Her findings illustrate “that identity resides not in the person themselves, but in the context, in the broadest sense, in which they engage,  . . . identifies the tensions inherent in engaging in LinkedIn and constructing a digital identity there, . . . . .and provides evidence that LinkedIn has, in fact, become, or at least was in the process of becoming, an alternative organisational site, and thus a site for organisational identity construction.”
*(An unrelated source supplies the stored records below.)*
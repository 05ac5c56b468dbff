// SPDX-FileCopyrightText: 2025 Semiotic AI, Inc.
//
// SPDX-License-Identifier: Apache-2.0

//! Persistence collaborator
//!
//! The relational schema and ORM layer live outside this crate; the scanner
//! and statistics engine only see the [`TransferStore`] capability set.
//! [`MemoryStore`] is the in-process reference implementation used by tests
//! and demos.

mod memory;

pub use memory::MemoryStore;

use alloy_primitives::{Address, BlockNumber};
use async_trait::async_trait;

use crate::errors::StoreError;
use crate::model::{Collection, TokenRecord, Transfer};

/// Aggregate fields a statistics pass writes back onto a collection row.
#[derive(Debug, Clone, Copy, PartialEq)]
pub struct CollectionStatsUpdate {
    pub block_diff_average: f64,
    pub block_diff_std: f64,
    pub cycle_average: f64,
    pub cycle_std: f64,
}

/// Capability set the indexer needs from its persistence backend.
///
/// # Contract
///
/// - Stored transfers are unique on `(tx_hash, log_index)`.
/// - `set_checkpoint` is ordered strictly after the bulk insert it
///   certifies; implementations must not reorder the two.
/// - `list_transfers_ordered` returns transfers sorted by
///   `(token_id, block)` — the order the statistics engine consumes.
#[async_trait]
pub trait TransferStore: Send + Sync {
    /// Look up a collection by contract address.
    async fn find_collection(&self, contract: Address) -> Result<Option<Collection>, StoreError>;

    /// Insert a freshly discovered collection.
    async fn insert_collection(&self, collection: Collection) -> Result<(), StoreError>;

    /// Advance the collection's checkpoint. Checkpoints never move
    /// backwards; an implementation receiving an older block keeps the
    /// newer one.
    async fn set_checkpoint(&self, contract: Address, block: BlockNumber)
        -> Result<(), StoreError>;

    /// All stored transfers for a collection, ordered by `(token_id, block)`.
    async fn list_transfers_ordered(&self, contract: Address) -> Result<Vec<Transfer>, StoreError>;

    /// Insert a batch of transfers, returning how many were newly stored.
    ///
    /// With `check_existing` set, each row is preceded by an existence check
    /// on its `(tx_hash, log_index)` key and duplicates are skipped. The
    /// scanner passes `false` for brand-new collections where the store is
    /// known to be empty.
    async fn bulk_insert_transfers(
        &self,
        transfers: &[Transfer],
        check_existing: bool,
    ) -> Result<usize, StoreError>;

    /// Write collection-level aggregates computed by a statistics pass.
    async fn set_collection_stats(
        &self,
        contract: Address,
        stats: CollectionStatsUpdate,
    ) -> Result<(), StoreError>;

    /// Create or replace the per-asset statistics row.
    async fn upsert_token_stats(&self, token: TokenRecord) -> Result<(), StoreError>;
}

#[async_trait]
impl<S: TransferStore + ?Sized> TransferStore for &S {
    async fn find_collection(&self, contract: Address) -> Result<Option<Collection>, StoreError> {
        (**self).find_collection(contract).await
    }

    async fn insert_collection(&self, collection: Collection) -> Result<(), StoreError> {
        (**self).insert_collection(collection).await
    }

    async fn set_checkpoint(
        &self,
        contract: Address,
        block: BlockNumber,
    ) -> Result<(), StoreError> {
        (**self).set_checkpoint(contract, block).await
    }

    async fn list_transfers_ordered(&self, contract: Address) -> Result<Vec<Transfer>, StoreError> {
        (**self).list_transfers_ordered(contract).await
    }

    async fn bulk_insert_transfers(
        &self,
        transfers: &[Transfer],
        check_existing: bool,
    ) -> Result<usize, StoreError> {
        (**self).bulk_insert_transfers(transfers, check_existing).await
    }

    async fn set_collection_stats(
        &self,
        contract: Address,
        stats: CollectionStatsUpdate,
    ) -> Result<(), StoreError> {
        (**self).set_collection_stats(contract, stats).await
    }

    async fn upsert_token_stats(&self, token: TokenRecord) -> Result<(), StoreError> {
        (**self).upsert_token_stats(token).await
    }
}

#[async_trait]
impl<S: TransferStore + ?Sized> TransferStore for std::sync::Arc<S> {
    async fn find_collection(&self, contract: Address) -> Result<Option<Collection>, StoreError> {
        (**self).find_collection(contract).await
    }

    async fn insert_collection(&self, collection: Collection) -> Result<(), StoreError> {
        (**self).insert_collection(collection).await
    }

    async fn set_checkpoint(
        &self,
        contract: Address,
        block: BlockNumber,
    ) -> Result<(), StoreError> {
        (**self).set_checkpoint(contract, block).await
    }

    async fn list_transfers_ordered(&self, contract: Address) -> Result<Vec<Transfer>, StoreError> {
        (**self).list_transfers_ordered(contract).await
    }

    async fn bulk_insert_transfers(
        &self,
        transfers: &[Transfer],
        check_existing: bool,
    ) -> Result<usize, StoreError> {
        (**self).bulk_insert_transfers(transfers, check_existing).await
    }

    async fn set_collection_stats(
        &self,
        contract: Address,
        stats: CollectionStatsUpdate,
    ) -> Result<(), StoreError> {
        (**self).set_collection_stats(contract, stats).await
    }

    async fn upsert_token_stats(&self, token: TokenRecord) -> Result<(), StoreError> {
        (**self).upsert_token_stats(token).await
    }
}
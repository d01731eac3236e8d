// `ghostwrite show` — document details, roster and statistics.

use chrono::{DateTime, Utc};
use clap::Args;
use ghostwrite_common::text::plain_text;
use ghostwrite_common::text::stats::TextStats;
use ghostwrite_common::types::User;
use ghostwrite_engine::session::{Editor, EditorError};
use serde::Serialize;

use crate::context::Context;
use crate::output;

#[derive(Debug, Args)]
pub struct ShowArgs {
    /// Document id (see `ghostwrite ls`).
    pub id: String,
}

#[derive(Debug, Clone, Serialize)]
pub struct ShowResult {
    pub id: String,
    pub title: String,
    pub version: u64,
    pub last_modified: DateTime<Utc>,
    pub stats: TextStats,
    pub collaborators: Vec<User>,
    pub content: String,
}

pub fn run(args: ShowArgs, ctx: &Context) -> anyhow::Result<()> {
    let editor = ctx.open_editor()?;
    let result = show(&editor, &args.id)?;
    output::print_output(ctx.format, &result, format_human)?;
    Ok(())
}

pub fn show(editor: &Editor, id: &str) -> Result<ShowResult, EditorError> {
    let doc = editor.document(id).ok_or_else(|| EditorError::NotFound(id.to_string()))?;
    Ok(ShowResult {
        id: doc.id.clone(),
        title: doc.title.clone(),
        version: doc.version,
        last_modified: doc.last_modified,
        stats: TextStats::of(&doc.content),
        collaborators: doc.collaborators.clone(),
        content: doc.content.clone(),
    })
}

fn format_human(result: &ShowResult) -> String {
    let mut lines = vec![
        format!("{} ({})", result.title, result.id),
        format!(
            "version {} · modified {} · {} words, {} characters",
            result.version,
            result.last_modified.format("%Y-%m-%d %H:%M:%S"),
            result.stats.words,
            result.stats.characters
        ),
        String::new(),
        "Collaborators:".to_string(),
    ];
    for user in &result.collaborators {
        let presence = if user.is_online {
            "online".to_string()
        } else {
            format!("last seen {}", user.last_seen.format("%Y-%m-%d %H:%M"))
        };
        let kind = if user.is_ghost() { " (simulated)" } else { "" };
        lines.push(format!("  {}{}  {}", user.name, kind, presence));
    }

    let body = plain_text(&result.content);
    if !body.trim().is_empty() {
        lines.push(String::new());
        lines.push(body.trim_end().to_string());
    }
    lines.join("\n")
}
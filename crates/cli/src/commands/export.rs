// `ghostwrite export` — write a document as `<title>.txt`.

use std::fs;
use std::path::{Path, PathBuf};

use anyhow::Context as _;
use clap::Args;
use ghostwrite_engine::session::Editor;
use serde::Serialize;

use crate::context::Context;
use crate::output;

#[derive(Debug, Args)]
pub struct ExportArgs {
    /// Document id to export.
    pub id: String,

    /// Directory to write into (defaults to the current directory).
    #[arg(long, value_name = "DIR")]
    out: Option<PathBuf>,
}

#[derive(Debug, Clone, Serialize)]
pub struct ExportResult {
    pub id: String,
    pub path: PathBuf,
    pub bytes: usize,
}

pub fn run(args: ExportArgs, ctx: &Context) -> anyhow::Result<()> {
    let mut editor = ctx.open_editor()?;
    let dir = args.out.unwrap_or_else(|| PathBuf::from("."));
    let result = export_to(&mut editor, &args.id, &dir)?;
    output::print_output(ctx.format, &result, |r| {
        format!("Exported {} to {} ({} bytes)", r.id, r.path.display(), r.bytes)
    })?;
    Ok(())
}

pub fn export_to(editor: &mut Editor, id: &str, dir: &Path) -> anyhow::Result<ExportResult> {
    let export = editor.export(id)?;
    fs::create_dir_all(dir)
        .with_context(|| format!("failed to create export directory `{}`", dir.display()))?;

    let path = dir.join(&export.file_name);
    fs::write(&path, &export.body)
        .with_context(|| format!("failed to write `{}`", path.display()))?;
    Ok(ExportResult { id: id.to_string(), path, bytes: export.body.len() })
}
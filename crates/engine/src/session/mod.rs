// Editor session: the command surface the UI drives.
//
// Binds at most one open document, buffers its title and content, debounces
// autosave per edit kind and owns the scheduler that fabricates remote
// activity. Time only moves through `advance_to`, so every timer fires in
// deadline order on the caller's thread.

pub mod debounce;

use std::ops::Range;
use std::time::{Duration, Instant};

use chrono::{DateTime, Utc};
use ghostwrite_common::identity::{new_user_id, normalize_display_name, NameError, MAX_NAME_CHARS};
use ghostwrite_common::palette::COLORS;
use ghostwrite_common::text::export::{export_plain_text, PlainTextExport};
use ghostwrite_common::text::stats::TextStats;
use ghostwrite_common::types::{Document, Notice, User};
use serde::Serialize;
use thiserror::Error;
use tracing::{debug, info, warn};

pub use self::debounce::AutosaveKind;
use self::debounce::Debouncer;
use crate::clock::Clock;
use crate::config::GhostwriteConfig;
use crate::events::EditorEvent;
use crate::random::Randomness;
use crate::roster::{online_collaborators, Roster};
use crate::scheduler::{ActivityContext, ActivityTarget, Scheduler};
use crate::store::documents::DocumentStore;
use crate::store::persistence::Persistence;
use crate::store::StoreError;

#[derive(Debug, Error)]
pub enum EditorError {
    #[error("document not found: {0}")]
    NotFound(String),

    #[error("display name is empty")]
    EmptyName,

    #[error("display name exceeds maximum length of {MAX_NAME_CHARS} characters")]
    NameTooLong,

    #[error("no local identity; set a display name first")]
    IdentityRequired,

    #[error("no document is open")]
    NoOpenDocument,

    #[error(transparent)]
    Store(#[from] StoreError),
}

#[derive(Debug, Clone, Copy, PartialEq, Eq)]
pub enum FormatKind {
    Bold,
    Italic,
    Underline,
}

impl FormatKind {
    pub fn tag(self) -> &'static str {
        match self {
            Self::Bold => "b",
            Self::Italic => "i",
            Self::Underline => "u",
        }
    }
}

/// What the UI needs to render a freshly opened document.
#[derive(Debug, Clone, PartialEq, Serialize)]
pub struct OpenedDocument {
    pub id: String,
    pub title: String,
    pub content: String,
    pub version: u64,
    pub stats: TextStats,
}

/// Buffered state of the open document, ahead of the last commit.
struct OpenDocument {
    id: String,
    title: String,
    content: String,
}

pub struct Editor {
    store: DocumentStore,
    scheduler: Scheduler,
    autosave: Debouncer,
    clock: Clock,
    local_user: Option<User>,
    open: Option<OpenDocument>,
    editor_active: bool,
    last_saved: Option<DateTime<Utc>>,
    events: Vec<EditorEvent>,
}
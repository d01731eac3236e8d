// Core domain types shared across all Ghostwrite crates.

use chrono::{DateTime, Utc};
use serde::{Deserialize, Serialize};

use crate::identity;

/// Title given to freshly created documents.
pub const DEFAULT_TITLE: &str = "Untitled Document";

/// A participant in a document: the local human user or a simulated ghost.
#[derive(Debug, Clone, Serialize, Deserialize, PartialEq, Eq)]
#[serde(rename_all = "camelCase")]
pub struct User {
    /// `user-…` for the local human, `ghost-…` for simulated participants.
    pub id: String,
    pub name: String,
    /// Palette color, fixed for the lifetime of the identity.
    pub color: String,
    #[serde(default)]
    pub is_online: bool,
    pub last_seen: DateTime<Utc>,
    /// Character offset of the participant's caret in the document content.
    #[serde(default)]
    pub cursor_position: usize,
}

impl User {
    pub fn is_ghost(&self) -> bool {
        identity::is_ghost_id(&self.id)
    }
}

/// A collaboratively edited document.
#[derive(Debug, Clone, Serialize, Deserialize, PartialEq, Eq)]
#[serde(rename_all = "camelCase")]
pub struct Document {
    pub id: String,
    pub title: String,
    /// Markup string; the single source of truth for rendering.
    #[serde(default)]
    pub content: String,
    pub last_modified: DateTime<Utc>,
    /// Join order is preserved.
    #[serde(default)]
    pub collaborators: Vec<User>,
    /// Starts at 1 and increments once per committed save.
    pub version: u64,
}

impl Document {
    pub fn new(id: String, creator: User, now: DateTime<Utc>) -> Self {
        Self {
            id,
            title: DEFAULT_TITLE.to_string(),
            content: String::new(),
            last_modified: now,
            collaborators: vec![creator],
            version: 1,
        }
    }
}

/// Severity of a toast-style notice shown to the user.
#[derive(Debug, Clone, Copy, Serialize, Deserialize, PartialEq, Eq)]
#[serde(rename_all = "snake_case")]
pub enum Severity {
    Info,
    Success,
    Warning,
    Error,
}

/// A transient, user-visible message.
#[derive(Debug, Clone, Serialize, Deserialize, PartialEq, Eq)]
pub struct Notice {
    pub message: String,
    pub severity: Severity,
}

impl Notice {
    pub fn new(severity: Severity, message: impl Into<String>) -> Self {
        Self { message: message.into(), severity }
    }

    pub fn info(message: impl Into<String>) -> Self {
        Self::new(Severity::Info, message)
    }

    pub fn success(message: impl Into<String>) -> Self {
        Self::new(Severity::Success, message)
    }

    pub fn warning(message: impl Into<String>) -> Self {
        Self::new(Severity::Warning, message)
    }

    pub fn error(message: impl Into<String>) -> Self {
        Self::new(Severity::Error, message)
    }
}
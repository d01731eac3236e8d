// `ghostwrite rm` — delete a document.

use clap::Args;
use ghostwrite_engine::session::{Editor, EditorError};
use serde::Serialize;

use crate::context::Context;
use crate::output;

#[derive(Debug, Args)]
pub struct RmArgs {
    /// Document id to delete.
    pub id: String,
}

#[derive(Debug, Clone, Serialize)]
pub struct RmResult {
    pub id: String,
    pub deleted: bool,
}

pub fn run(args: RmArgs, ctx: &Context) -> anyhow::Result<()> {
    let mut editor = ctx.open_editor()?;
    let result = remove(&mut editor, &args.id)?;
    output::print_output(ctx.format, &result, |r| format!("Deleted {}", r.id))?;
    Ok(())
}

/// Unlike the editor, the CLI treats an unknown id as an error.
pub fn remove(editor: &mut Editor, id: &str) -> Result<RmResult, EditorError> {
    if !editor.delete_document(id)? {
        return Err(EditorError::NotFound(id.to_string()));
    }
    Ok(RmResult { id: id.to_string(), deleted: true })
}
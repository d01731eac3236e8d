// Autosave debouncer.
//
// One pending slot per autosave kind, each with its own window. A new edit
// of the same kind resets that kind's timer; kinds never coalesce with each
// other.

use std::collections::HashMap;
use std::time::Instant;

use crate::config::AutosaveConfig;

#[derive(Debug, Clone, Copy, PartialEq, Eq, Hash)]
pub enum AutosaveKind {
    Title,
    Content,
    /// Commits and then runs one edit cycle.
    Formatting,
}

/// Coalesces rapid edits per kind.
///
/// Call `push_at()` for each edit, then `pop_ready_at()` until it returns
/// `None` to collect the kinds whose window has elapsed.
pub struct Debouncer {
    config: AutosaveConfig,
    /// Time of the most recent edit per kind.
    pending: HashMap<AutosaveKind, Instant>,
}

impl Debouncer {
    pub fn new(config: AutosaveConfig) -> Self {
        Self { config, pending: HashMap::new() }
    }

    /// Record an edit. A pending edit of the same kind is replaced and its
    /// timer restarts.
    pub fn push_at(&mut self, kind: AutosaveKind, now: Instant) {
        self.pending.insert(kind, now);
    }

    pub fn deadline(&self, kind: AutosaveKind) -> Option<Instant> {
        self.pending.get(&kind).map(|last| *last + self.config.window(kind))
    }

    /// Earliest pending deadline, or None if nothing is pending.
    pub fn next_deadline(&self) -> Option<Instant> {
        self.by_deadline().first().map(|(_, at)| *at)
    }

    /// Remove and return the ready kind with the earliest deadline.
    pub fn pop_ready_at(&mut self, now: Instant) -> Option<(AutosaveKind, Instant)> {
        let (kind, at) = self.by_deadline().into_iter().next().filter(|(_, at)| *at <= now)?;
        self.pending.remove(&kind);
        Some((kind, at))
    }

    /// Drop a pending edit without firing it.
    pub fn cancel(&mut self, kind: AutosaveKind) -> bool {
        self.pending.remove(&kind).is_some()
    }

    /// Remove everything pending, in deadline order. Used for flushes.
    pub fn take_pending(&mut self) -> Vec<AutosaveKind> {
        let kinds = self.by_deadline().into_iter().map(|(kind, _)| kind).collect();
        self.pending.clear();
        kinds
    }

    pub fn is_pending(&self, kind: AutosaveKind) -> bool {
        self.pending.contains_key(&kind)
    }

    /// Number of kinds still waiting in their window.
    pub fn pending_count(&self) -> usize {
        self.pending.len()
    }

    fn by_deadline(&self) -> Vec<(AutosaveKind, Instant)> {
        let mut ready: Vec<_> = self
            .pending
            .iter()
            .map(|(kind, last)| (*kind, *last + self.config.window(*kind)))
            .collect();
        // Stable tie-break so equal deadlines don't depend on hash order.
        ready.sort_by_key(|(kind, at)| (*at, rank(*kind)));
        ready
    }
}

fn rank(kind: AutosaveKind) -> u8 {
    match kind {
        AutosaveKind::Title => 0,
        AutosaveKind::Content => 1,
        AutosaveKind::Formatting => 2,
    }
}

#[cfg(test)]
mod tests {
    use std::time::Duration;

    use proptest::prelude::*;

    use super::*;

    fn ms(n: u64) -> Duration {
        Duration::from_millis(n)
    }

    fn debouncer() -> Debouncer {
        Debouncer::new(AutosaveConfig::default())
    }

    // ── Single edit lifecycle ──────────────────────────────────────

    #[test]
    fn content_not_ready_before_window() {
        let mut debouncer = debouncer();
        let now = Instant::now();
        debouncer.push_at(AutosaveKind::Content, now);

        assert!(debouncer.pop_ready_at(now + ms(1999)).is_none());
        assert_eq!(debouncer.pending_count(), 1);
    }

    #[test]
    fn content_ready_after_window() {
        let mut debouncer = debouncer();
        let now = Instant::now();
        debouncer.push_at(AutosaveKind::Content, now);

        let ready = debouncer.pop_ready_at(now + ms(2000));
        assert_eq!(ready, Some((AutosaveKind::Content, now + ms(2000))));
        assert_eq!(debouncer.pending_count(), 0);
        assert!(debouncer.pop_ready_at(now + ms(5000)).is_none());
    }

    // ── Coalescing ─────────────────────────────────────────────────

    #[test]
    fn repeated_edits_reset_the_timer() {
        let mut debouncer = debouncer();
        let now = Instant::now();

        debouncer.push_at(AutosaveKind::Title, now);
        debouncer.push_at(AutosaveKind::Title, now + ms(800));

        assert_eq!(debouncer.pending_count(), 1);
        assert!(debouncer.pop_ready_at(now + ms(1000)).is_none());
        assert!(debouncer.pop_ready_at(now + ms(1800)).is_some());
    }

    #[test]
    fn kinds_are_independent() {
        let mut debouncer = debouncer();
        let now = Instant::now();

        debouncer.push_at(AutosaveKind::Content, now);
        debouncer.push_at(AutosaveKind::Title, now + ms(500));
        assert_eq!(debouncer.pending_count(), 2);

        // Title (1s window) settles before content (2s window).
        assert_eq!(debouncer.next_deadline(), Some(now + ms(1500)));
        let first = debouncer.pop_ready_at(now + ms(3000)).map(|(k, _)| k);
        let second = debouncer.pop_ready_at(now + ms(3000)).map(|(k, _)| k);
        assert_eq!(first, Some(AutosaveKind::Title));
        assert_eq!(second, Some(AutosaveKind::Content));
    }

    #[test]
    fn cancel_and_take_pending() {
        let mut debouncer = debouncer();
        let now = Instant::now();
        debouncer.push_at(AutosaveKind::Formatting, now);
        debouncer.push_at(AutosaveKind::Content, now);
        debouncer.push_at(AutosaveKind::Title, now);

        assert!(debouncer.cancel(AutosaveKind::Title));
        assert!(!debouncer.cancel(AutosaveKind::Title));
        assert!(debouncer.is_pending(AutosaveKind::Content));

        assert_eq!(
            debouncer.take_pending(),
            vec![AutosaveKind::Formatting, AutosaveKind::Content]
        );
        assert!(debouncer.next_deadline().is_none());
    }

    #[test]
    fn custom_windows_respected() {
        let config = AutosaveConfig { title_ms: 50, content_ms: 200, formatting_ms: 10 };
        let mut debouncer = Debouncer::new(config);
        let now = Instant::now();
        debouncer.push_at(AutosaveKind::Content, now);

        assert_eq!(debouncer.deadline(AutosaveKind::Content), Some(now + ms(200)));
        assert!(debouncer.deadline(AutosaveKind::Title).is_none());
    }

    proptest! {
        #[test]
        fn a_burst_settles_exactly_once(gaps in proptest::collection::vec(0u64..2000, 1..30)) {
            let mut debouncer = debouncer();
            let start = Instant::now();
            let mut at = start;
            let mut fired = 0;

            for gap in gaps {
                at += ms(gap);
                while debouncer.pop_ready_at(at).is_some() {
                    fired += 1;
                }
                debouncer.push_at(AutosaveKind::Content, at);
            }
            prop_assert_eq!(fired, 0);

            while debouncer.pop_ready_at(at + ms(2000)).is_some() {
                fired += 1;
            }
            prop_assert_eq!(fired, 1);
        }
    }
}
Interestingly, the study found indications of significant differences in response to the LinkedIn organisation context between the entrepreneurial professionals from different national cultures. New Zealanders, USA and Irish and Scandinavian’s seem to respond differently. For instance, New Zealanders generally seem reluctant to connect with others they don’t personally know and to be cautious about disclosing opinion, treating the platform more as an online CV. Whereas Americans generally, seem more promiscuous in their use of the platform to network. Maybe that is a reflection of the different business cultures: maybe in New Zealand, professionals’ identities and reputations are more coloured by whom they are connected with. Maybe Aotearoa/New Zealand business culture or culture in general, is less aggressively individualistic than that of USA.  There are a variety of possible contributors to such a difference including Maori cultural influence on the development of Aotearoan culture, the origins and motivations of the founding British immigrants, the comparative isolation of the embryonic nation, and the predominant sentiments of the colonial agents involved in the foundational Treaty of Waitangi.